Dije algo anodino a modo de respuesta, y seguimos en silencio durante un rato. Al cabo, Hoffman dijo:

– Mi mujer, en los primeros tiempos, antes de casarnos… Creo que es así como veía nuestra vida juntos. Algo parecido a eso, señor Ryder. Algo así como entrar en un bello museo desierto cogidos del brazo y con nuestra cesta de la compra.

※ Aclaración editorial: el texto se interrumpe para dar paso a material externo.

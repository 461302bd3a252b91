use std::fmt::{self, Display};

use crate::{error::SolverError, output::Output};

/// Outcome of a solve.
#[derive(Clone, Copy, Debug, Default, PartialEq, Eq, Hash)]
pub enum FinalStatus {
    Sat,
    Unsat,
    Error,
    /// Cancelled, or not solved yet.
    #[default]
    NotDone,
}

impl Display for FinalStatus {
    fn fmt(&self, f: &mut fmt::Formatter<'_>) -> fmt::Result {
        match self {
            FinalStatus::Sat => write!(f, "SAT"),
            FinalStatus::Unsat => write!(f, "UNSAT"),
            FinalStatus::Error => write!(f, "ERROR"),
            FinalStatus::NotDone => write!(f, "NOT_DONE"),
        }
    }
}

/// Counters of one solve.
#[derive(Clone, Copy, Debug, Default, PartialEq, Eq)]
pub struct Statistics {
    /// Iterations of the search loop.
    pub iterations: usize,
    pub pivots: usize,
    /// Recomputations of basic values from scratch.
    pub recomputations: usize,
    pub conflicts: usize,
    pub eliminations: usize,
    pub repairs: usize,
    pub splits: usize,
    pub backtracks: usize,
    pub max_depth: usize,
}

impl Display for Statistics {
    fn fmt(&self, f: &mut fmt::Formatter<'_>) -> fmt::Result {
        write!(
            f,
            "iterations: {}, pivots: {}, recomputations: {}, conflicts: {}, \
             eliminations: {}, repairs: {}, splits: {}, backtracks: {}, max depth: {}",
            self.iterations,
            self.pivots,
            self.recomputations,
            self.conflicts,
            self.eliminations,
            self.repairs,
            self.splits,
            self.backtracks,
            self.max_depth
        )
    }
}

/// Writes the human-readable result of a solve.
pub fn report(
    output: &Output,
    status: FinalStatus,
    error: Option<&SolverError>,
    statistics: &Statistics,
) {
    match (status, error) {
        (FinalStatus::Sat, _) => output.line("Solution found!\n"),
        (FinalStatus::Unsat, _) => output.line("Can't solve!"),
        (FinalStatus::Error, Some(err)) => {
            output.line(&format!("Error! Code: {}. Message: {err}", err.code()))
        }
        (FinalStatus::Error, None) => output.line("Error!"),
        (FinalStatus::NotDone, _) => output.line("Search interrupted"),
    }
    output.line(&format!("Statistics: {statistics}"));
}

Aunque, claro, en realidad mi mujer jamás lo vería de forma tan fantasiosa. Mi mujer, ¿sabe?, viene de una larga estirpe de gentes con talento. Su madre fue una buena pintora. Y su abuelo uno de los poetas más grandes de su generación en lengua flamenca. Por algún motivo inexplicable, no se le reconoció como merecía, pero eso no cambia las cosas. Oh, y hay otros más en la familia…, con mucho talento todos ellos. Educada en una familia como ésa, es lógico que siempre diera por descontados el talento y la belleza. ¿Cómo podría ser de otro modo? Le aseguro, señor, que ello dio origen a ciertos malentendidos. En particular a un enorme malentendido al principio de nuestra relación.

Volvió a guardar silencio, y durante un rato fijó la mirada en los meandros que la carretera iba desplegando ante nosotros.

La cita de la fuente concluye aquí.